Unit SCRAM Code RX CRIT Initial PWR Initial RX Mode Current PWR Current RX Mode
1 N Y 100 Power Operation 100 Power Operation

Event Text

ALERT DECLARED DUE TO FIRE AFFECTING ACCESS TO SAFETY RELATED EQUIPMENT

The licensee has declared an Alert due to a hydrogen fire on the hydrogen pad outside the protected area that resulted in evacuating outbuildings (pump house and air compressor buildings) that contain safety related equipment. The Alert is classified under Emergency Action Level HA-3.2 based on report or detection of gases in concentrations higher than lower flammability limit or contiguous to a safe shutdown or vital area. The licensee has also suspended certain security measures under 50.54(x) and 50.54(y). Security measures were suspended due to risks from the fire with no compensatory measures in-place at this time.

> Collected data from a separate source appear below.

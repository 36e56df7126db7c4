use chrono::{DateTime, NaiveDate};

/// Format a phone number for display.
/// Ten-digit numbers (with or without a leading country code 1) become
/// (XXX) XXX-XXXX; anything else is returned unchanged.
pub fn format_phone(phone: &str) -> String {
    let digits: String = phone.chars().filter(|c| c.is_ascii_digit()).collect();

    match digits.len() {
        10 => format!("({}) {}-{}", &digits[0..3], &digits[3..6], &digits[6..10]),
        11 if digits.starts_with('1') => format!("({}) {}-{}", &digits[1..4], &digits[4..7], &digits[7..11]),
        _ => phone.to_string(),
    }
}

/// Truncate to `max_len` characters, adding an ellipsis if needed
pub fn truncate_string(s: &str, max_len: usize) -> String {
    if s.chars().count() <= max_len {
        s.to_string()
    } else if max_len <= 3 {
        s.chars().take(max_len).collect()
    } else {
        let truncated: String = s.chars().take(max_len - 3).collect();
        format!("{}...", truncated)
    }
}

/// Long-form date, e.g. "May 15, 1990".
/// Accepts RFC 3339 timestamps and plain YYYY-MM-DD dates. Anything else is
/// shown as given.
pub fn format_date(date: &str) -> String {
    let parsed = DateTime::parse_from_rfc3339(date)
        .map(|dt| dt.date_naive())
        .or_else(|_| NaiveDate::parse_from_str(date, "%Y-%m-%d"));

    match parsed {
        Ok(day) => day.format("%B %-d, %Y").to_string(),
        Err(_) => date.to_string(),
    }
}

/// Password-style masking, one bullet per character
pub fn mask_secret(value: &str) -> String {
    "•".repeat(value.chars().count())
}

#[cfg(test)]
mod tests {
    use super::*;

    #[test]
    fn test_format_phone() {
        assert_eq!(format_phone("5551234567"), "(555) 123-4567");
        assert_eq!(format_phone("+1-555-123-4567"), "(555) 123-4567");
        assert_eq!(format_phone("123"), "123");
    }

    #[test]
    fn test_truncate_string() {
        assert_eq!(truncate_string("Hello", 10), "Hello");
        assert_eq!(truncate_string("Hello World", 8), "Hello...");
        assert_eq!(truncate_string("Hi", 2), "Hi");
        assert_eq!(truncate_string("Ünïcödé text", 6), "Ünï...");
    }

    #[test]
    fn test_format_date() {
        assert_eq!(format_date("1990-05-15"), "May 15, 1990");
        assert_eq!(format_date("2023-08-01T14:30:00Z"), "August 1, 2023");
        assert_eq!(format_date("2025-05-19T09:15:00.000Z"), "May 19, 2025");
        assert_eq!(format_date(""), "");
        assert_eq!(format_date("someday"), "someday");
    }

    #[test]
    fn test_mask_secret() {
        assert_eq!(mask_secret("abc"), "•••");
        assert_eq!(mask_secret(""), "");
    }
}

The fire involves hydrogen cylinders delivered to the site to a trailer pad outside the protected area. The fire developed while exchanging a newly delivered trailer of hydrogen cylinders with an expended hydrogen cylinder trailer.

The fire brigade has responded and offsite fire departments have responded to the site. Fire water is currently being sprayed on the hydrogen cylinders. There is no indication of any damage to any plant equipment other than the hydrogen trailer area equipment. The driver of the hydrogen supply truck was reported to have sustained some injuries. There are no other reported injuries to plant personnel.

The hydrogen water chemistry system has been isolated and makeup hydrogen to the main generator is isolated. The hydrogen isolation has no impact on the licensee at this time. The plant continues to operate at full power and there have been no immediate impacts from the fire to plant operation.

The licensee has notified State, and local authorities and the NRC Resident Inspector.

* * * UPDATE FROM SCHWERTFEGER TO TEAL AT 1550 EDT ON 5/3/11 * * *

The licensee made a one-hour notification of deviation from technical specifications under 10 CFR 50.54(x) and (y) due to the ongoing hydrogen fire. This was due to safeguards system degradation related to monitoring and detection of the OCA. Contact the Headquarters Operations Officer for details.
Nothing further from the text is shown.